Detailed Description

In order that the utility model may be readily understood, a more complete description of the utility model will be rendered by reference to the appended drawings. The drawings illustrate preferred embodiments of the utility model. This utility model may, however, be embodied in many different forms and should not be construed as limited to the embodiments set forth herein.

Referring to fig. 1 to 3, in a preferred embodiment, the intelligent door lock with state sensing according to the present utility model mainly includes a lock body 1, a handle base 2, a rotor 3, and a sensing component 4. The lock body 1 is of a hollow structure, and the handle seat 2, the rotor 3 and the induction component 4 are all arranged in the lock body 1. The handle seat 2 is configured to be rotatable, the rotor 3 and the handle seat 2 are coaxially arranged, the rotor 3 can rotate relative to the handle seat 2, the induction component 4 and the handle seat 2 are adjacently arranged, and the induction component 4 is used for inducing the rotation of the handle seat 2 and/or the rotor 3 so as to identify the state of the intelligent door lock.

According to the technical scheme, the induction component 4 can induce the rotation of the handle seat 2 and/or the rotor 3, and the operation process of the door lock is identified by acquiring the rotation sequence and direction of the handle seat 2 and the rotor 3, so that the current state of the door lock is judged, and the user can acquire the current state of the door lock through the intelligent terminal such as a mobile phone, so that potential safety hazards are found in time, the use is more convenient, and the safety of the intelligent door lock is effectively improved.

Referring to fig. 2 and 3, the sensing assembly 4 includes a first sensing unit 41, at least one first paddle 31 is disposed on the outer periphery of the rotor 3, and the first sensing unit 41 is configured to sense a rotation state of the first paddle 31. The outer periphery of the rotor 3 is provided with two first paddles 31, an included angle between the two first paddles 31 and a connecting line of the axis of the rotor 3 is 60 °, it should be noted that the door lock is divided into a left side installation structure and a right side installation structure, when the installation directions are different, the directions of the rotor 3 are also different, and the structure of the first paddles 31 can enable the rotor 3 to be simultaneously applicable to the left side lock body 1 and the right side lock body 1, so that the applicability of the rotor 3 is improved.
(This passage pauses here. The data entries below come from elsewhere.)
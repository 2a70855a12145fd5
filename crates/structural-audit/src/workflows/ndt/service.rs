use std::collections::{HashMap, HashSet};
use std::sync::{Arc, Mutex, MutexGuard, PoisonError};

use tracing::{info, warn};

use super::domain::{AuditId, DerivedResult, NdtTest, TestToggle};
use super::form::{FormError, NdtFormState, TestEntry};
use super::measurement::{MeasurementValue, Measurements};
use super::report::NdtReport;
use super::repository::{RepositoryError, SubmissionRepository};
use super::submission::{
    build_submission, restore_form, PhotoAttachment, SubmissionError, SubmissionLimits,
    SubmissionReceipt,
};

/// Server-side orchestrator: keeps one draft per mounted audit and hands finished forms to
/// persistence exactly once per submit call. Submitted forms are not kept in memory; they are
/// rebuilt from persistence whenever they are read.
pub struct NdtFormService<R> {
    repository: Arc<R>,
    limits: SubmissionLimits,
    forms: Mutex<HashMap<AuditId, NdtFormState>>,
    in_flight: Arc<Mutex<HashSet<AuditId>>>,
}

fn lock<T>(mutex: &Mutex<T>) -> MutexGuard<'_, T> {
    mutex.lock().unwrap_or_else(PoisonError::into_inner)
}

/// Releases the audit's in-flight marker when the submit attempt ends, success or not.
struct InFlightGuard {
    audit_id: AuditId,
    in_flight: Arc<Mutex<HashSet<AuditId>>>,
}

impl Drop for InFlightGuard {
    fn drop(&mut self) {
        lock(&self.in_flight).remove(&self.audit_id);
    }
}

impl<R> NdtFormService<R>
where
    R: SubmissionRepository + 'static,
{
    pub fn new(repository: Arc<R>, limits: SubmissionLimits) -> Self {
        Self {
            repository,
            limits,
            forms: Mutex::new(HashMap::new()),
            in_flight: Arc::new(Mutex::new(HashSet::new())),
        }
    }

    /// Open the NDT step for an audit.
    ///
    /// Submission status comes from persistence: a submitted audit is rebuilt read-only from
    /// its stored fields, otherwise the existing draft (or a fresh one) is returned.
    pub fn mount(&self, audit_id: &AuditId) -> Result<NdtFormState, FormServiceError> {
        if let Some(form) = self.restore_submitted(audit_id)? {
            info!(%audit_id, "mounted submitted NDT form read-only");
            return Ok(form);
        }

        let mut forms = lock(&self.forms);
        let form = forms
            .entry(audit_id.clone())
            .or_insert_with(|| NdtFormState::new(audit_id.clone()));
        Ok(form.clone())
    }

    /// Replace an audit's draft with a form built elsewhere, e.g. from an imported field log.
    pub fn load(&self, form: NdtFormState) -> Result<NdtFormState, FormServiceError> {
        let audit_id = form.audit_id().clone();
        if form.is_read_only() || self.repository.submission_status(&audit_id)?.is_submitted() {
            return Err(FormError::ReadOnly { audit_id }.into());
        }

        let mut forms = lock(&self.forms);
        if lock(&self.in_flight).contains(&audit_id) {
            return Err(FormServiceError::InFlight(audit_id));
        }

        info!(%audit_id, "loaded NDT draft");
        forms.insert(audit_id, form.clone());
        Ok(form)
    }

    pub fn form(&self, audit_id: &AuditId) -> Result<NdtFormState, FormServiceError> {
        if let Some(form) = lock(&self.forms).get(audit_id).cloned() {
            return Ok(form);
        }

        self.restore_submitted(audit_id)?
            .ok_or_else(|| FormServiceError::NotMounted(audit_id.clone()))
    }

    pub fn set_toggle(
        &self,
        audit_id: &AuditId,
        test: NdtTest,
        toggle: TestToggle,
    ) -> Result<TestEntry, FormServiceError> {
        self.with_draft(audit_id, |form| {
            form.set_toggle(test, toggle)?;
            Ok(form.entry(test).clone())
        })
    }

    pub fn record_measurement(
        &self,
        audit_id: &AuditId,
        test: NdtTest,
        field: &str,
        value: MeasurementValue,
    ) -> Result<DerivedResult, FormServiceError> {
        self.with_draft(audit_id, |form| {
            Ok(form.record_measurement(test, field, value)?.clone())
        })
    }

    pub fn replace_measurements(
        &self,
        audit_id: &AuditId,
        test: NdtTest,
        measurements: Measurements,
    ) -> Result<DerivedResult, FormServiceError> {
        self.with_draft(audit_id, |form| {
            Ok(form.replace_measurements(test, measurements)?.clone())
        })
    }

    /// Submit the audit's form with its photos.
    ///
    /// Persistence is called once, outside the form lock. On success the draft is discarded
    /// and later reads rebuild the submitted form from persistence. On failure the form is
    /// left as it was and stays editable, so the caller can simply submit again.
    pub fn submit(
        &self,
        audit_id: &AuditId,
        photos: Vec<PhotoAttachment>,
    ) -> Result<SubmissionReceipt, FormServiceError> {
        let (_guard, snapshot) = self.begin_submit(audit_id)?;
        let payload = build_submission(&snapshot, photos, self.limits)?;
        let field_count = payload.fields.len();
        let photo_count = payload.photos.len();

        let receipt = match self.repository.persist(payload) {
            Ok(receipt) => receipt,
            Err(err) => {
                warn!(%audit_id, error = %err, "NDT submission failed; form left editable");
                return Err(err.into());
            }
        };

        // the in-flight guard is still held, so no edit can race the eviction
        lock(&self.forms).remove(audit_id);

        info!(
            %audit_id,
            reference = %receipt.reference,
            fields = field_count,
            photos = photo_count,
            "NDT submission stored"
        );
        Ok(receipt)
    }

    pub fn report(&self, audit_id: &AuditId) -> Result<NdtReport, FormServiceError> {
        let form = self.form(audit_id)?;
        Ok(NdtReport::from_form(&form))
    }

    /// Mark the audit in flight and snapshot its form under the same lock, so no edit can
    /// land between the snapshot and the persist call.
    fn begin_submit(
        &self,
        audit_id: &AuditId,
    ) -> Result<(InFlightGuard, NdtFormState), FormServiceError> {
        {
            let forms = lock(&self.forms);
            if let Some(snapshot) = forms.get(audit_id).cloned() {
                if !lock(&self.in_flight).insert(audit_id.clone()) {
                    return Err(FormServiceError::InFlight(audit_id.clone()));
                }

                let guard = InFlightGuard {
                    audit_id: audit_id.clone(),
                    in_flight: Arc::clone(&self.in_flight),
                };
                return Ok((guard, snapshot));
            }
        }

        Err(self.missing_draft(audit_id))
    }

    fn with_draft<T>(
        &self,
        audit_id: &AuditId,
        edit: impl FnOnce(&mut NdtFormState) -> Result<T, FormServiceError>,
    ) -> Result<T, FormServiceError> {
        {
            let mut forms = lock(&self.forms);
            if lock(&self.in_flight).contains(audit_id) {
                return Err(FormServiceError::InFlight(audit_id.clone()));
            }
            if let Some(form) = forms.get_mut(audit_id) {
                return edit(form);
            }
        }

        Err(self.missing_draft(audit_id))
    }

    /// Rebuild a submitted form from persistence. `None` while the audit is still a draft.
    fn restore_submitted(
        &self,
        audit_id: &AuditId,
    ) -> Result<Option<NdtFormState>, FormServiceError> {
        let status = self.repository.submission_status(audit_id)?;
        if !status.is_submitted() {
            return Ok(None);
        }

        let form = match self.repository.fetch(audit_id)? {
            Some(stored) => restore_form(stored.audit_id, &stored.fields, status),
            None => NdtFormState::restore(audit_id.clone(), Default::default(), status),
        };
        Ok(Some(form))
    }

    /// Error for an audit with no draft in memory: read-only once submitted, otherwise not
    /// mounted. Called without holding the forms lock.
    fn missing_draft(&self, audit_id: &AuditId) -> FormServiceError {
        match self.repository.submission_status(audit_id) {
            Ok(status) if status.is_submitted() => FormError::ReadOnly {
                audit_id: audit_id.clone(),
            }
            .into(),
            Ok(_) => FormServiceError::NotMounted(audit_id.clone()),
            Err(err) => err.into(),
        }
    }

    #[cfg(test)]
    pub(crate) fn holds_draft(&self, audit_id: &AuditId) -> bool {
        lock(&self.forms).contains_key(audit_id)
    }
}

/// Error raised by the NDT form service.
#[derive(Debug, thiserror::Error)]
pub enum FormServiceError {
    #[error("no NDT form mounted for audit {0}")]
    NotMounted(AuditId),
    #[error("a submission for audit {0} is already in flight")]
    InFlight(AuditId),
    #[error(transparent)]
    Form(#[from] FormError),
    #[error(transparent)]
    Submission(#[from] SubmissionError),
    #[error(transparent)]
    Repository(#[from] RepositoryError),
}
When the rotor 3 rotates, the position of the first paddle 31 can be sensed by the first sensing unit 41, thereby recognizing the rotation process and the current state of the rotor 3.

The sensing assembly 4 comprises a second sensing unit 42 and a third sensing unit 43, at least one second shifting piece 21 is arranged on the periphery of the handle seat 2, and the second sensing unit 42 and the third sensing unit 43 are matched to sense the rotation state of the second shifting piece 21. The second paddle 21 is exemplified by one, when the handle base 2 is in the initial state, the second sensing unit 42 and the third sensing unit 43 are respectively located at two sides of the second paddle 21, and when the handle base 2 rotates in the clockwise or counterclockwise direction, the second paddle 21 is respectively contacted with the second sensing unit 42 and the third sensing unit 43, so that the rotation direction of the handle base 2 can be known, and the rotation process and the current state of the second paddle 21 can be identified by the cooperation of the second sensing unit 42 and the third sensing unit 43.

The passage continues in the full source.